Universidad de San Martín de Porres is a women's volleyball club based in Lima, Peru champions of the Peruvian League in 2014 and 2015 and bronze medalists in the 2015 South American Championship. The club takes its name from the private university Universidad de San Martín de Porres.

History

2012
After announcing the retirement of the Universidad de San Martín de Porres football club from the National football National Championship, the club intended to focus in other sports, strengthening the volleyball club among them.

At the end of the 2011–12 season, the team claimed second place in the championship, being defeated by Géminis in the final series. The club's foreign players Cándida Arias and Yonkaira Peña were selected best blocker and spiker, respectively, from the season.

Even when the club Géminis won the league championship and the right to represent Peru in the South American Club Championship, the team refused participating and Universidad San Martin was announced as taking its place in the competition.

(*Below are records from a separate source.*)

//! Storage and File System Abstractions
//!
//! Provides platform-agnostic traits for file I/O and secure credential storage.

use async_trait::async_trait;
use bytes::Bytes;
use std::path::{Path, PathBuf};

use crate::error::Result;

/// File system access trait
///
/// Abstracts file I/O operations to support different platforms:
/// - Desktop: Direct filesystem access
/// - iOS/Android: Sandboxed app documents directory
///
/// # Example
///
/// ```ignore
/// use bridge_traits::storage::FileSystemAccess;
///
/// async fn keep_capture(fs: &dyn FileSystemAccess, data: &[u8]) -> Result<()> {
///     let data_dir = fs.get_data_directory().await?;
///     let file_path = data_dir.join("2024-05-01T10:00:00Z.jpg");
///     fs.write_file(&file_path, Bytes::copy_from_slice(data)).await?;
///     Ok(())
/// }
/// ```
#[async_trait]
pub trait FileSystemAccess: Send + Sync {
    /// Get the application's data directory
    ///
    /// Captured files and the capture log live here.
    async fn get_data_directory(&self) -> Result<PathBuf>;

    /// Check if a file or directory exists
    async fn exists(&self, path: &Path) -> Result<bool>;

    /// Create a directory and all parent directories if they don't exist
    async fn create_dir_all(&self, path: &Path) -> Result<()>;

    /// Read entire file contents into memory
    async fn read_file(&self, path: &Path) -> Result<Bytes>;

    /// Write data to a file, replacing any previous contents
    async fn write_file(&self, path: &Path, data: Bytes) -> Result<()>;

    /// Delete a file
    async fn delete_file(&self, path: &Path) -> Result<()>;
}

/// Secure credential storage trait
///
/// Abstracts secure storage mechanisms:
/// - macOS/iOS: Keychain
/// - Android: Keystore (hardware-backed when available)
/// - Windows: DPAPI
/// - Linux: Secret Service / libsecret
///
/// The trait is synchronous: platform keychains answer without suspending and
/// callers hold the session lock while persisting.
///
/// # Security Requirements
///
/// Implementations MUST:
/// - Encrypt data at rest
/// - Use platform-provided secure storage when available
/// - Never log or expose sensitive data
///
/// # Example
///
/// ```ignore
/// use bridge_traits::storage::SecureStore;
///
/// fn store_token(store: &dyn SecureStore, token: &str) -> Result<()> {
///     store.set_secret("com.example.receipts", token.as_bytes())?;
///     Ok(())
/// }
/// ```
pub trait SecureStore: Send + Sync {
    /// Store a secret value, replacing any previous value for `key`
    fn set_secret(&self, key: &str, value: &[u8]) -> Result<()>;

    /// Retrieve a secret value
    ///
    /// # Returns
    ///
    /// Returns `Ok(None)` if the key doesn't exist. A missing entry is never an error.
    fn get_secret(&self, key: &str) -> Result<Option<Vec<u8>>>;

    /// Delete a secret
    ///
    /// Deleting a missing key succeeds.
    fn delete_secret(&self, key: &str) -> Result<()>;

    /// Check if a secret exists without handing it to the caller
    fn has_secret(&self, key: &str) -> Result<bool> {
        Ok(self.get_secret(key)?.is_some())
    }
}
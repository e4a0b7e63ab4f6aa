//! # Capture Log
//!
//! Local, append-only record of every receipt captured on this device and
//! the outcome of its upload.
//!
//! The log is one JSON array stored in the app data directory. It is read in
//! full on load and rewritten in full on every change; memory is only
//! updated once the write succeeded. A missing or undecodable file starts an
//! empty log.

use crate::error::{Result, UploadError};
use bridge_traits::storage::FileSystemAccess;
use bytes::Bytes;
use chrono::{DateTime, SecondsFormat, Utc};
use serde::{Deserialize, Serialize};
use std::path::PathBuf;
use std::sync::Arc;
use tokio::sync::Mutex;
use tracing::{debug, info, warn};

/// Extension of captured receipt images
pub const CAPTURE_EXTENSION: &str = "jpg";

/// One captured receipt
#[derive(Debug, Clone, PartialEq, Eq, Serialize, Deserialize)]
pub struct CaptureLogEntry {
    /// When the receipt was captured
    pub timestamp: DateTime<Utc>,
    /// Local and remote file name
    pub filename: String,
    /// "Success" or the failure text of the latest upload attempt
    #[serde(default, skip_serializing_if = "Option::is_none")]
    pub status: Option<String>,
}

/// File name for a capture taken at `timestamp`: ISO-8601 plus `.jpg`.
pub fn capture_filename(timestamp: DateTime<Utc>) -> String {
    format!(
        "{}.{}",
        timestamp.to_rfc3339_opts(SecondsFormat::Secs, true),
        CAPTURE_EXTENSION
    )
}

/// Persistent capture log over the `FileSystemAccess` bridge
pub struct CaptureLog {
    fs: Arc<dyn FileSystemAccess>,
    file_name: String,
    entries: Mutex<Vec<CaptureLogEntry>>,
}

impl CaptureLog {
    /// Create an empty log backed by `file_name` in the data directory.
    ///
    /// Call [`load`](Self::load) to read existing entries.
    pub fn new(fs: Arc<dyn FileSystemAccess>, file_name: impl Into<String>) -> Self {
        Self {
            fs,
            file_name: file_name.into(),
            entries: Mutex::new(Vec::new()),
        }
    }

    async fn path(&self) -> Result<PathBuf> {
        let dir = self
            .fs
            .get_data_directory()
            .await
            .map_err(|e| UploadError::CaptureLog(e.to_string()))?;
        Ok(dir.join(&self.file_name))
    }

    /// Replace the in-memory log with the file contents.
    ///
    /// Returns the number of entries loaded.
    pub async fn load(&self) -> Result<usize> {
        let path = self.path().await?;
        let loaded = self.read_entries(&path).await;

        let count = loaded.len();
        *self.entries.lock().await = loaded;

        info!(entries = count, "Capture log loaded");
        Ok(count)
    }

    async fn read_entries(&self, path: &std::path::Path) -> Vec<CaptureLogEntry> {
        match self.fs.exists(path).await {
            Ok(true) => {}
            Ok(false) => {
                debug!("No capture log yet");
                return Vec::new();
            }
            Err(e) => {
                warn!(error = %e, "Could not check for capture log, starting empty");
                return Vec::new();
            }
        }

        let data = match self.fs.read_file(path).await {
            Ok(data) => data,
            Err(e) => {
                warn!(error = %e, "Could not read capture log, starting empty");
                return Vec::new();
            }
        };

        match serde_json::from_slice(&data) {
            Ok(entries) => entries,
            Err(e) => {
                warn!(error = %e, "Capture log is corrupted, starting empty");
                Vec::new()
            }
        }
    }

    /// Append an entry for a new capture and persist the log.
    pub async fn record_capture(
        &self,
        filename: impl Into<String>,
        timestamp: DateTime<Utc>,
    ) -> Result<CaptureLogEntry> {
        let entry = CaptureLogEntry {
            timestamp,
            filename: filename.into(),
            status: None,
        };

        let mut entries = self.entries.lock().await;
        let mut updated = entries.clone();
        updated.push(entry.clone());
        self.persist(&updated).await?;
        *entries = updated;

        debug!(filename = %entry.filename, "Capture recorded");
        Ok(entry)
    }

    /// Set the upload status of the latest entry for `filename`.
    ///
    /// Returns `false` if no such entry exists.
    pub async fn record_status(&self, filename: &str, status: impl Into<String>) -> Result<bool> {
        let mut entries = self.entries.lock().await;
        let mut updated = entries.clone();

        let Some(entry) = updated.iter_mut().rev().find(|e| e.filename == filename) else {
            warn!(filename, "No capture log entry to update");
            return Ok(false);
        };
        entry.status = Some(status.into());

        self.persist(&updated).await?;
        *entries = updated;
        Ok(true)
    }

    /// All entries, oldest first
    pub async fn entries(&self) -> Vec<CaptureLogEntry> {
        self.entries.lock().await.clone()
    }

    /// Latest entry for `filename`
    pub async fn find(&self, filename: &str) -> Option<CaptureLogEntry> {
        self.entries
            .lock()
            .await
            .iter()
            .rev()
            .find(|e| e.filename == filename)
            .cloned()
    }

    async fn persist(&self, entries: &[CaptureLogEntry]) -> Result<()> {
        let json = serde_json::to_vec(entries)?;
        let path = self.path().await?;

        self.fs
            .write_file(&path, Bytes::from(json))
            .await
            .map_err(|e| {
                warn!(error = %e, "Failed to write capture log");
                UploadError::CaptureLog(e.to_string())
            })
    }
}
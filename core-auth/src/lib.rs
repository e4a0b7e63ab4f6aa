//! # Authentication Module
//!
//! Session lifecycle for the cloud-storage connector.
//!
//! ## Overview
//!
//! This crate owns the connector's OAuth credential from the moment the
//! provider hands it out until it is revoked. It persists the token in the
//! platform secure store, reconciles concurrent authentication signals and
//! exposes one authoritative "connected" flag.
//!
//! ## Features
//!
//! - Browser-based OAuth 2.0 authorization with CSRF `state` checking
//! - Generation-tagged session state machine with stale-input rejection
//! - Optimistic cold start with background validation
//! - Refresh-token exchange when the provider supports it
//! - Secure token storage via platform-specific secure stores
//! - Session event emission on the core event bus

pub mod error;
pub mod flow;
pub mod session;
pub mod token_store;
pub mod types;

pub use error::{AuthError, Result};
pub use flow::AuthorizationFlow;
pub use session::SessionStateMachine;
pub use token_store::TokenStore;
pub use types::{
    AccessToken, Credentials, Generation, SessionSnapshot, SessionState, TransitionOutcome,
};
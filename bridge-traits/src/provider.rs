//! Cloud Storage Provider Contract
//!
//! The connector never talks to a provider API directly. The host injects a
//! [`ProviderClient`] that performs the three remote operations the connector
//! needs: identity lookup (used to validate a token), file upload, and the
//! optional refresh-token exchange.
//!
//! Providers classify their failures into [`ProviderError`] so the session
//! layer can tell an invalid credential apart from a flaky network.

use async_trait::async_trait;
use bytes::Bytes;
use chrono::{DateTime, Utc};
use serde::{Deserialize, Serialize};
use thiserror::Error;

/// Classified provider failure
#[derive(Error, Debug, Clone, PartialEq, Eq)]
pub enum ProviderError {
    /// The credential was rejected (revoked, expired, malformed)
    #[error("Provider rejected the credential: {0}")]
    AuthInvalid(String),

    /// Timeouts, connectivity loss, 5xx responses
    #[error("Transient provider failure: {0}")]
    Transient(String),

    /// Anything else (quota, bad path, unsupported operation)
    #[error("Provider error: {0}")]
    Other(String),
}

impl ProviderError {
    /// Whether the failure proves the credential is no longer usable.
    pub fn is_auth_invalid(&self) -> bool {
        matches!(self, ProviderError::AuthInvalid(_))
    }
}

pub type ProviderResult<T> = std::result::Result<T, ProviderError>;

/// Account identity returned by a successful validation call
#[derive(Debug, Clone, PartialEq, Eq, Serialize, Deserialize)]
pub struct Identity {
    /// Provider-scoped account identifier
    pub account_id: String,
    /// Human-readable name, if the provider returns one
    pub display_name: Option<String>,
}

impl Identity {
    pub fn new(account_id: impl Into<String>) -> Self {
        Self {
            account_id: account_id.into(),
            display_name: None,
        }
    }

    pub fn with_display_name(mut self, name: impl Into<String>) -> Self {
        self.display_name = Some(name.into());
        self
    }
}

/// Result of a refresh-token exchange
#[derive(Clone, PartialEq, Eq, Serialize, Deserialize)]
pub struct TokenGrant {
    pub access_token: String,
    /// Replacement refresh credential; `None` keeps the previous one
    pub refresh_token: Option<String>,
    pub expires_at: Option<DateTime<Utc>>,
}

impl std::fmt::Debug for TokenGrant {
    fn fmt(&self, f: &mut std::fmt::Formatter<'_>) -> std::fmt::Result {
        f.debug_struct("TokenGrant")
            .field("access_token", &"[REDACTED]")
            .field(
                "refresh_token",
                &self.refresh_token.as_ref().map(|_| "[REDACTED]"),
            )
            .field("expires_at", &self.expires_at)
            .finish()
    }
}

/// Remote cloud-storage operations required by the connector
///
/// Every method receives the bearer token explicitly; implementations must
/// not cache credentials between calls.
///
/// # Example
///
/// ```ignore
/// use bridge_traits::provider::{ProviderClient, ProviderError};
///
/// async fn check(client: &dyn ProviderClient, token: &str) -> bool {
///     match client.get_current_identity(token).await {
///         Ok(_) => true,
///         Err(ProviderError::AuthInvalid(_)) => false,
///         Err(_) => true, // transient: keep the session
///     }
/// }
/// ```
#[async_trait]
pub trait ProviderClient: Send + Sync {
    /// Look up the account that owns `token`. Used to validate a stored session.
    async fn get_current_identity(&self, token: &str) -> ProviderResult<Identity>;

    /// Upload `bytes` to `remote_path`, overwriting any existing file.
    ///
    /// Returns the path the provider stored the file under.
    async fn upload(&self, token: &str, remote_path: &str, bytes: Bytes) -> ProviderResult<String>;

    /// Exchange a refresh credential for a new access token.
    ///
    /// Providers issuing long-lived tokens leave the default, which reports
    /// the operation as unsupported.
    async fn refresh_access_token(&self, _refresh_token: &str) -> ProviderResult<TokenGrant> {
        Err(ProviderError::Other(
            "token refresh is not supported by this provider".to_string(),
        ))
    }
}

#[cfg(test)]
mod tests {
    use super::*;

    struct LongLivedProvider;

    #[async_trait]
    impl ProviderClient for LongLivedProvider {
        async fn get_current_identity(&self, _token: &str) -> ProviderResult<Identity> {
            Ok(Identity::new("dbid:1"))
        }

        async fn upload(
            &self,
            _token: &str,
            remote_path: &str,
            _bytes: Bytes,
        ) -> ProviderResult<String> {
            Ok(remote_path.to_string())
        }
    }

    #[tokio::test]
    async fn test_refresh_defaults_to_unsupported() {
        let provider = LongLivedProvider;
        let err = provider.refresh_access_token("r").await.unwrap_err();
        assert!(matches!(err, ProviderError::Other(_)));
        assert!(!err.is_auth_invalid());
    }

    #[test]
    fn test_token_grant_debug_redacts() {
        let grant = TokenGrant {
            access_token: "sl.secret".to_string(),
            refresh_token: Some("refresh-secret".to_string()),
            expires_at: None,
        };
        let debug = format!("{:?}", grant);
        assert!(!debug.contains("sl.secret"));
        assert!(!debug.contains("refresh-secret"));
        assert!(debug.contains("[REDACTED]"));
    }

    #[test]
    fn test_identity_builder() {
        let identity = Identity::new("dbid:42").with_display_name("Expenses");
        assert_eq!(identity.account_id, "dbid:42");
        assert_eq!(identity.display_name.as_deref(), Some("Expenses"));
    }
}
// Copyright (C) 2025 Vince Vasta
// SPDX-License-Identifier: Apache-2.0

//! Readiness gate for deferred library startup.
use log::debug;
use parking_lot::Mutex;
use std::{fmt, mem, sync::Arc};

/// A deferred callback run once the gate opens.
type Callback = Box<dyn FnOnce() + Send + 'static>;

/// Components whose capability checks gate library use.
#[derive(Debug, Clone, Copy, PartialEq, Eq)]
pub enum Component {
    /// The library itself has loaded.
    Library,
    /// Host environment feature checks have passed.
    Polyfills,
}

/// Process-wide readiness state.
///
/// The gate starts closed and opens once every [Component] has been
/// signalled ready, at that point the callbacks registered while it
/// was closed run in registration order. Callbacks never run
/// synchronously inside the registering call, they are spawned onto
/// the current tokio runtime.
///
/// Create one gate at startup and clone it wherever it is needed,
/// clones share the same state.
#[derive(Clone, Default)]
pub struct ReadyGate(Arc<Mutex<Shared>>);

#[derive(Default)]
struct Shared {
    library: bool,
    polyfills: bool,
    ready: bool,
    pending: Vec<Callback>,
}

impl ReadyGate {
    /// Creates a closed gate with no pending callbacks.
    pub fn new() -> Self {
        Self::default()
    }

    /// Checks if the gate is open.
    pub fn is_ready(&self) -> bool {
        self.0.lock().ready
    }

    /// Registers a callback to run once the gate is open.
    ///
    /// Returns the gate state at registration time: true means the
    /// callback has been scheduled, false means it stays pending until
    /// the gate opens. The callback is never invoked before this call
    /// returns.
    ///
    /// Must be called within a tokio runtime.
    pub fn register_callback<F>(&self, callback: F) -> bool
    where
        F: FnOnce() + Send + 'static,
    {
        let mut shared = self.0.lock();
        if shared.ready {
            tokio::spawn(async move { callback() });
        } else {
            shared.pending.push(Box::new(callback));
        }

        shared.ready
    }

    /// Signals that a component's capability checks have passed.
    ///
    /// The signal that marks the last component ready opens the gate
    /// and schedules every pending callback, in registration order.
    /// Signals after the gate has opened are no-ops.
    ///
    /// Must be called within a tokio runtime.
    pub fn signal_component_ready(&self, component: Component) {
        let pending = {
            let mut shared = self.0.lock();
            match component {
                Component::Library => shared.library = true,
                Component::Polyfills => shared.polyfills = true,
            }

            if shared.library && shared.polyfills && !shared.ready {
                shared.ready = true;
                mem::take(&mut shared.pending)
            } else {
                return;
            }
        };

        debug!("gate open, scheduling {} pending callbacks", pending.len());
        if !pending.is_empty() {
            tokio::spawn(async move {
                for callback in pending {
                    callback();
                }
            });
        }
    }
}

impl fmt::Debug for ReadyGate {
    fn fmt(&self, f: &mut fmt::Formatter<'_>) -> fmt::Result {
        let shared = self.0.lock();
        f.debug_struct("ReadyGate")
            .field("library", &shared.library)
            .field("polyfills", &shared.polyfills)
            .field("ready", &shared.ready)
            .field("pending", &shared.pending.len())
            .finish()
    }
}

However, due to the lack of information about the tournament, the team turned back the invitation.

2013
The result of the 2012/2013 season was again the second place for Universidad San Martín after falling to Universidad César Vallejo in the final series. Yonkaira Peña received the season's Best Scorer award for San Martín de Porres.

2014
San Martín de Porres finally claimed their first championship when they defeated 3–1 to Sporting Cristal. Milca Da Silva became the Most Valuable Player and Best Scorer and Zoila La Rosa was awarded Best Setter among the league season's best players.

2015
Having won the league in the previous season, the club claimed a spot in the 2015 South American Club Championship held in February in Osasco, Brazil. USM finished in third place, after losing to the Brazilian Rexona Ades 0–3 in the semifinals, but defeating 3–0 to the Argentinian Atlético Villa Dora in the bronze medal match. USM had Angela Leyva being chosen one of the tournament's Best Outside Hitters.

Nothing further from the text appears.